What you are asked to do :: Go over the data below line by line, and state how many lines contain the string "Send". Give the number only.

---------- Material supplied ----------

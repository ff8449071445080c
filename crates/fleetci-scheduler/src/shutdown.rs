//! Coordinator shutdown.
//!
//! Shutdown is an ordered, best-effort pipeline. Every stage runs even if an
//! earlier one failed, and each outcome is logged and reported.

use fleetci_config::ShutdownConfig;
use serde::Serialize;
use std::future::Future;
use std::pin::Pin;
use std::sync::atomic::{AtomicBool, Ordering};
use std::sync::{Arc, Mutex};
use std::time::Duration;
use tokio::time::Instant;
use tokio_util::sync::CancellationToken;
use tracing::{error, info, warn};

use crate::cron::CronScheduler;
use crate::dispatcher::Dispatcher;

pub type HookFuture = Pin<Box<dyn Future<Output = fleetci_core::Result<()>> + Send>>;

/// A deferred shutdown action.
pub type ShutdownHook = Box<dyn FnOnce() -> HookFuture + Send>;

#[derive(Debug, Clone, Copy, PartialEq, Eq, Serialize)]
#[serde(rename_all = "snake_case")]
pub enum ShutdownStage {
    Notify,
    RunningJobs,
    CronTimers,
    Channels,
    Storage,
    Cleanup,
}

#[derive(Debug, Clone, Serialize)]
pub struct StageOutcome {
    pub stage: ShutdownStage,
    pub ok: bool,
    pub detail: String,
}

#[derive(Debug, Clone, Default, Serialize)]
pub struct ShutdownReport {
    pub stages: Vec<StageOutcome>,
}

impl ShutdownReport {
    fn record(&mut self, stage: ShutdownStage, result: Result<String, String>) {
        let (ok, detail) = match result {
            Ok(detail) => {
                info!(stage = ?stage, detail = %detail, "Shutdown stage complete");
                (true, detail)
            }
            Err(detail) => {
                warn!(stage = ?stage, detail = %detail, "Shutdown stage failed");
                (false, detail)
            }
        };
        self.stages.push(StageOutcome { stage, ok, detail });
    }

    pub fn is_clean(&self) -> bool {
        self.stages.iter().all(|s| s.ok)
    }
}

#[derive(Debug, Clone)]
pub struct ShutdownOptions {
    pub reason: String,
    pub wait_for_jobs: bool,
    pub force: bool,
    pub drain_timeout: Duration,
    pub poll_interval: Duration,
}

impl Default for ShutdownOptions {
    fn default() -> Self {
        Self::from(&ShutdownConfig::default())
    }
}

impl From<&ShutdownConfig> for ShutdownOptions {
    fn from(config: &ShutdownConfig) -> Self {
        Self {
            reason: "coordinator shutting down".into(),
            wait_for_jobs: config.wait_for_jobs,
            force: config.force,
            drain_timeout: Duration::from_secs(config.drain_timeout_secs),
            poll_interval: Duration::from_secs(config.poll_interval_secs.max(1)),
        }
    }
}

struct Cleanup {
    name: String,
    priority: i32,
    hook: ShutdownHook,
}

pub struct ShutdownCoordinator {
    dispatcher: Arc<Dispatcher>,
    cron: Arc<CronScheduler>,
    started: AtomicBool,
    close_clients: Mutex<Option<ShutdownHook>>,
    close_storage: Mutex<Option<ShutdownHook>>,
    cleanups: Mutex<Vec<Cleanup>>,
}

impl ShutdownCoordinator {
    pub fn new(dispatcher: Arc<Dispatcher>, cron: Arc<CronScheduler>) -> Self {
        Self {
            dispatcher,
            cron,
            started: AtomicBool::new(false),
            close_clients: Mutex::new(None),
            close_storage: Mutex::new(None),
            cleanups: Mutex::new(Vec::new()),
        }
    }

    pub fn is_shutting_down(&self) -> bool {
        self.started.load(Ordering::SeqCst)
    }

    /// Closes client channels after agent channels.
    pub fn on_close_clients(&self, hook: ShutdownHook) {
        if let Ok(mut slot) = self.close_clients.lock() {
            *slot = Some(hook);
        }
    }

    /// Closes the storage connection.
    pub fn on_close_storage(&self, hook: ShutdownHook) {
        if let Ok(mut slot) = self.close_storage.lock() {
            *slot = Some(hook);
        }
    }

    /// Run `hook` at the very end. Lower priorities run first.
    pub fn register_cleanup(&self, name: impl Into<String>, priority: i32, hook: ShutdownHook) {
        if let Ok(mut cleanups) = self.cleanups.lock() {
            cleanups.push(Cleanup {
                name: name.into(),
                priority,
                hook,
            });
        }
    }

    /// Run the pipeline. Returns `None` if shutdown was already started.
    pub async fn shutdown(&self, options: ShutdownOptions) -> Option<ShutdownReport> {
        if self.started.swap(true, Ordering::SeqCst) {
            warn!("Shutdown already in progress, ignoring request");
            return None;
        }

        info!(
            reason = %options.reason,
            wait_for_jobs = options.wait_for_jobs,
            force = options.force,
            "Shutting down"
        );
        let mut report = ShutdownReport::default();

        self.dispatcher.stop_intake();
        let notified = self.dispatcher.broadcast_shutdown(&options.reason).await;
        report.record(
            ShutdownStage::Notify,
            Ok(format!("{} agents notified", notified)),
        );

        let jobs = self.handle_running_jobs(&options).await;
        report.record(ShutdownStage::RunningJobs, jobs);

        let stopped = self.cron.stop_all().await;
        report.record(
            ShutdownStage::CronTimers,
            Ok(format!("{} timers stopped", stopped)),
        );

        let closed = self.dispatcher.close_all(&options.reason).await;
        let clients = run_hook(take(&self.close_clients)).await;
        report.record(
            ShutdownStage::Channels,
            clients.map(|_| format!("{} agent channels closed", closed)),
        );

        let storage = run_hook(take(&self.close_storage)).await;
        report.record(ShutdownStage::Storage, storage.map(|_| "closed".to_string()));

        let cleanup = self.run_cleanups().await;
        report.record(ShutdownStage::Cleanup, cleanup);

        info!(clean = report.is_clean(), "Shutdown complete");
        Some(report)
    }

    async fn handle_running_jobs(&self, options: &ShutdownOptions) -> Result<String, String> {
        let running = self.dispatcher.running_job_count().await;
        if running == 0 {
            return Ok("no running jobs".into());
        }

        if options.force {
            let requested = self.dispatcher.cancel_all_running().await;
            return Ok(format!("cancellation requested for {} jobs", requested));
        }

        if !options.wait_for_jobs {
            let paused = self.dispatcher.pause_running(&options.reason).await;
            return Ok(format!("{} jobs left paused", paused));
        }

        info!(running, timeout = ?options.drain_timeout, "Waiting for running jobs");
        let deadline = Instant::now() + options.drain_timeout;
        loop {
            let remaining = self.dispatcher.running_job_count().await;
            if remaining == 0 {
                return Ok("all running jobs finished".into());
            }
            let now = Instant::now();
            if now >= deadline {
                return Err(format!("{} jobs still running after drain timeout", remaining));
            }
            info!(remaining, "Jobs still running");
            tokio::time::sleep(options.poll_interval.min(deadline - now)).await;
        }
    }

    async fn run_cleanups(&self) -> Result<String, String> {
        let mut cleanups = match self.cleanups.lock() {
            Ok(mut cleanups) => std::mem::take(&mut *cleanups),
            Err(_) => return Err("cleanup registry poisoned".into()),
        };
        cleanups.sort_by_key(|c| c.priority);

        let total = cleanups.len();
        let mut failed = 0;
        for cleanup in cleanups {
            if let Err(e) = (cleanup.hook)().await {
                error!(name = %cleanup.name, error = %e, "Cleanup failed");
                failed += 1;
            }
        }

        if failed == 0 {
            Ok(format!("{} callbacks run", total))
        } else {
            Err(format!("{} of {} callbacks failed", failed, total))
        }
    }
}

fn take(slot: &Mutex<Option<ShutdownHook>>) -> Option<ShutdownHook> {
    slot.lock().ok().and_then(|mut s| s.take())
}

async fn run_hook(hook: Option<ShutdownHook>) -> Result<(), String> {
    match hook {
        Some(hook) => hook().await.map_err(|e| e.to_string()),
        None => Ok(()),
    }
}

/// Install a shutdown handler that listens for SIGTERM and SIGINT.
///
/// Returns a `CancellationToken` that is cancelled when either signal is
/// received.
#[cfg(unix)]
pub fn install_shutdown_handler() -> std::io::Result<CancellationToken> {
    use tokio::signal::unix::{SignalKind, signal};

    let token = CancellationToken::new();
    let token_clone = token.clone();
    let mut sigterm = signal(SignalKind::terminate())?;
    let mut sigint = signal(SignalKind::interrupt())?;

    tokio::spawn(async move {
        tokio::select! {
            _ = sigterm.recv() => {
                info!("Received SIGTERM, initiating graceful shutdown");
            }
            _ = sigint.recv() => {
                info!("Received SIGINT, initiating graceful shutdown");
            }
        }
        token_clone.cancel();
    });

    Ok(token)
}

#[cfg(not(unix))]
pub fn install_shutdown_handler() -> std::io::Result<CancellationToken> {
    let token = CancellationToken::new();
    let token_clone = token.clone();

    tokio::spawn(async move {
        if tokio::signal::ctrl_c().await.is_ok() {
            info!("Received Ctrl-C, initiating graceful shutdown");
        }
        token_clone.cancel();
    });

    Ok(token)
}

----------
---------- Material supplied ----------

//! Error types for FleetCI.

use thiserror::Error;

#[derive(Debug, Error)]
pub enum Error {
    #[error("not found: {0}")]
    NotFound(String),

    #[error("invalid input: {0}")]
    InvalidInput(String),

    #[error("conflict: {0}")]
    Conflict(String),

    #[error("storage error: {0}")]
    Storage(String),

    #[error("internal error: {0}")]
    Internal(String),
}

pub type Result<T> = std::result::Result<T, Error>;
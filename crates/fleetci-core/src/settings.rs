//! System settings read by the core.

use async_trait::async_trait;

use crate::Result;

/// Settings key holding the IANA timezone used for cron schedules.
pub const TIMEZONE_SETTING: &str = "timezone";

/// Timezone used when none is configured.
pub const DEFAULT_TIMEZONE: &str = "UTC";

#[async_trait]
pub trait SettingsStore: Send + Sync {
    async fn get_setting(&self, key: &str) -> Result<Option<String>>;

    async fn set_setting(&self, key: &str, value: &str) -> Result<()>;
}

----------
---------- Material supplied ----------

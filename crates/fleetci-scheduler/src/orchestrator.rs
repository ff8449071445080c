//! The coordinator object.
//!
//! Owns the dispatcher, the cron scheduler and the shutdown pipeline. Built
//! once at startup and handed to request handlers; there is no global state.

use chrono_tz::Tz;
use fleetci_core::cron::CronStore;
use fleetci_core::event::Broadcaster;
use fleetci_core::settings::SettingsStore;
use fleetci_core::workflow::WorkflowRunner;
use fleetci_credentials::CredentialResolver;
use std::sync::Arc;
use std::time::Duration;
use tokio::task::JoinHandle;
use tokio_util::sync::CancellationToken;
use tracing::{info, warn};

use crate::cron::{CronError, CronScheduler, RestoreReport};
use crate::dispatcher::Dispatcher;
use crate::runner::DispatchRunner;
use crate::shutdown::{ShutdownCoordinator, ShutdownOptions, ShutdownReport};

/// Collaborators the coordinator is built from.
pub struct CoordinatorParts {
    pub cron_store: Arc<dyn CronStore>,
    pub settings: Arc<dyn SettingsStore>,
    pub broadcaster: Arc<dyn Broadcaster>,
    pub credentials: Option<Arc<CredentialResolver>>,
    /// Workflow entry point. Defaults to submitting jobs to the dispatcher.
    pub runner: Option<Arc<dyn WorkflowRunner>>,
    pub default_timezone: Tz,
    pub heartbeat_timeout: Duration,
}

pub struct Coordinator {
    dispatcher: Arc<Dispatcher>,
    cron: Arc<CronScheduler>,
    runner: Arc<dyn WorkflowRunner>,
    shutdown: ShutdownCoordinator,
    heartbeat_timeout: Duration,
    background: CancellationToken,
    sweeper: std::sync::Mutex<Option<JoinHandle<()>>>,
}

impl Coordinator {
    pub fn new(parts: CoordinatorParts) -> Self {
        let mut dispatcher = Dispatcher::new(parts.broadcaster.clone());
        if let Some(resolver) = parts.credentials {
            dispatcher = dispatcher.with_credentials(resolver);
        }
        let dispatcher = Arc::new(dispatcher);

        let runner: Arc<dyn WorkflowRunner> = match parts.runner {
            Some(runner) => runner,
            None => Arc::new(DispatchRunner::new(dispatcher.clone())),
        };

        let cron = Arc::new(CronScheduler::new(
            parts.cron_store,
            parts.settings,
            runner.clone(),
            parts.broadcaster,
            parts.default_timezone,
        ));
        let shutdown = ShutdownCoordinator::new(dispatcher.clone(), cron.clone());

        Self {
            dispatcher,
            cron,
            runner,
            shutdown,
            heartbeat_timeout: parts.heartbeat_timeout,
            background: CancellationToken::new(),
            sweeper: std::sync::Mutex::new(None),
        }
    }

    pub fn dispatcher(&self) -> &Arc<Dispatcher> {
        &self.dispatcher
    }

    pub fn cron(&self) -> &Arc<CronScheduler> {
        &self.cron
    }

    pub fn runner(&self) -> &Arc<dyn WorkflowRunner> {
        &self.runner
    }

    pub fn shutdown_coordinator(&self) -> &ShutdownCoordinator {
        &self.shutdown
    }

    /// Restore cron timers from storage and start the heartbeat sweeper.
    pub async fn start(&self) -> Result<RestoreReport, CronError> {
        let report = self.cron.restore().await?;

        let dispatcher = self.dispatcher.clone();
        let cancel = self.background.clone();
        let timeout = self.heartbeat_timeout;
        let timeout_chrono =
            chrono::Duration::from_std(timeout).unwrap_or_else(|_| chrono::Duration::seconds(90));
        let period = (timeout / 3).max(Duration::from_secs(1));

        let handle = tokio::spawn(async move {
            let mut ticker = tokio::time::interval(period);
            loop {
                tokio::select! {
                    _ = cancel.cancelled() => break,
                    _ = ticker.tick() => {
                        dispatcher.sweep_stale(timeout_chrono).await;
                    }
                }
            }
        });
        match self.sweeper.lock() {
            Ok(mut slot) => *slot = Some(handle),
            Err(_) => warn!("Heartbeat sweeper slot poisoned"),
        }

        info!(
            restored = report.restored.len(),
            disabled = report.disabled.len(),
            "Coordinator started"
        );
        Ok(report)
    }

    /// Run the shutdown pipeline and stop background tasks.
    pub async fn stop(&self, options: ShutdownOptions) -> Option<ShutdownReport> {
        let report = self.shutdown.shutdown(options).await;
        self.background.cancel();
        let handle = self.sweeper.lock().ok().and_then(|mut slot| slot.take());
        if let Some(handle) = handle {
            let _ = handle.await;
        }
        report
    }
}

----------

Written response :: 3